Since some of y’all know I love vintage Unix workstations and servers, I picked up an HP C8000 on eBay halfway through the summer. It was new in box and shipped from Germany. Due to problems with TnT (Track & Trace, owned by FedEx) it took a couple of weeks to arrive. The C8000 is a PA-RISC system and a model of the HP 9000 line of servers and workstations that were scrubbed in 2008. The machine has 2x PA-8900 CPUs @ 1 GHz, 8 GiB of RAM, and 2x Ultra320 SCSI drives. It was a top-of-the-line system for the early 2000s and still feels pretty quick & responsive (at least on the CLI and in CDE).

I spent about two weeks getting HP-UX 11.11 (unfortunately, it’s the last version with support for the C8000) installed and configured to my liking. The machine initially did not boot and after messing with it a bit I just decided to do a fresh install of HP-UX. I have a feeling there was something in the BCH that was wiped out when the CMOS battery died a few years ago. Anyway, after the installation I used LVM to split up /var, /home, /usr, etc. across the two SCSI drives because I didn’t care about redundancy. The HP-UX Porting and Archive Center provided me enough familiar FOSS packages to install so I could feel at home. The only thing I wasn’t able to get working was IPv6 (HP-UX_11i_v1_IPv6NCF11i_B.11.11.0705_HP-UX_B.11.11_32+64.depot) because I couldn’t get the patch installed due to dependency hell. I learned quite a bit about how swinstall worked and a little bit about the hardware during the process. Unfortunately, the C8000 pumped out much too much heat for my home office so during a warm week without A/C in September I decided to shut it down. I’ll mess with it again once I move some things around in the house.
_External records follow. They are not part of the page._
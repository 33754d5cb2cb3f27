//! Handle correlation tokens.
//!
//! An [`OpId`] names one open handle for its whole life: the create call
//! that allocates it, every read/write/metadata call against it, and the
//! final close that retires it. It is a generational index into a slot
//! table, so a retired id never aliases a later handle that reuses the
//! same slot.
//!
//! On the wire an `OpId` is a single `u64`: generation in the high half,
//! slot index in the low half.

use std::fmt;

use serde::{Deserialize, Serialize};

/// Generational handle token.
#[derive(Clone, Copy, Hash, Eq, PartialEq, Ord, PartialOrd, Serialize, Deserialize)]
#[serde(into = "u64", from = "u64")]
pub struct OpId {
    index: u32,
    generation: u32,
}

impl OpId {
    /// Token carried by calls made without an open handle (volume queries,
    /// metadata lookups the driver issues before any create). Handle tables
    /// never issue generation 0.
    pub const DETACHED: OpId = OpId::new(0, 0);

    pub const fn new(index: u32, generation: u32) -> Self {
        Self { index, generation }
    }

    /// Slot index in the owning table.
    pub fn index(&self) -> u32 {
        self.index
    }

    /// Generation of the slot when this id was issued.
    pub fn generation(&self) -> u32 {
        self.generation
    }

    pub fn is_detached(&self) -> bool {
        self.generation == 0
    }

    pub fn to_u64(self) -> u64 {
        ((self.generation as u64) << 32) | self.index as u64
    }

    pub fn from_u64(raw: u64) -> Self {
        Self {
            index: raw as u32,
            generation: (raw >> 32) as u32,
        }
    }
}

impl From<OpId> for u64 {
    fn from(id: OpId) -> u64 {
        id.to_u64()
    }
}

impl From<u64> for OpId {
    fn from(raw: u64) -> Self {
        OpId::from_u64(raw)
    }
}

impl fmt::Display for OpId {
    fn fmt(&self, f: &mut fmt::Formatter<'_>) -> fmt::Result {
        write!(f, "{}v{}", self.index, self.generation)
    }
}

impl fmt::Debug for OpId {
    fn fmt(&self, f: &mut fmt::Formatter<'_>) -> fmt::Result {
        write!(f, "OpId({self})")
    }
}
I am NOT caught up with Star Trek Discovery. I lost interest toward the end of season 2 but, as with many other TV series, I figured I needed to probably watch it twice to appreciate it. So, I vowed that before season 3 came out I would re-watch seasons 1 and 2. Well, that didn’t happen. I’m on episode 6 of season 2 right now so I’ve got a few episodes to go before I can start season 3. That being said, I think I need to tell Google News and other sources that I’m temporarily not interested in anything Star Trek because one of these days I’m going to accidentally read a real spoiler.

I have been watching Lower Decks. It’s entertaining, so far. I think I’m a couple episodes behind on that, too.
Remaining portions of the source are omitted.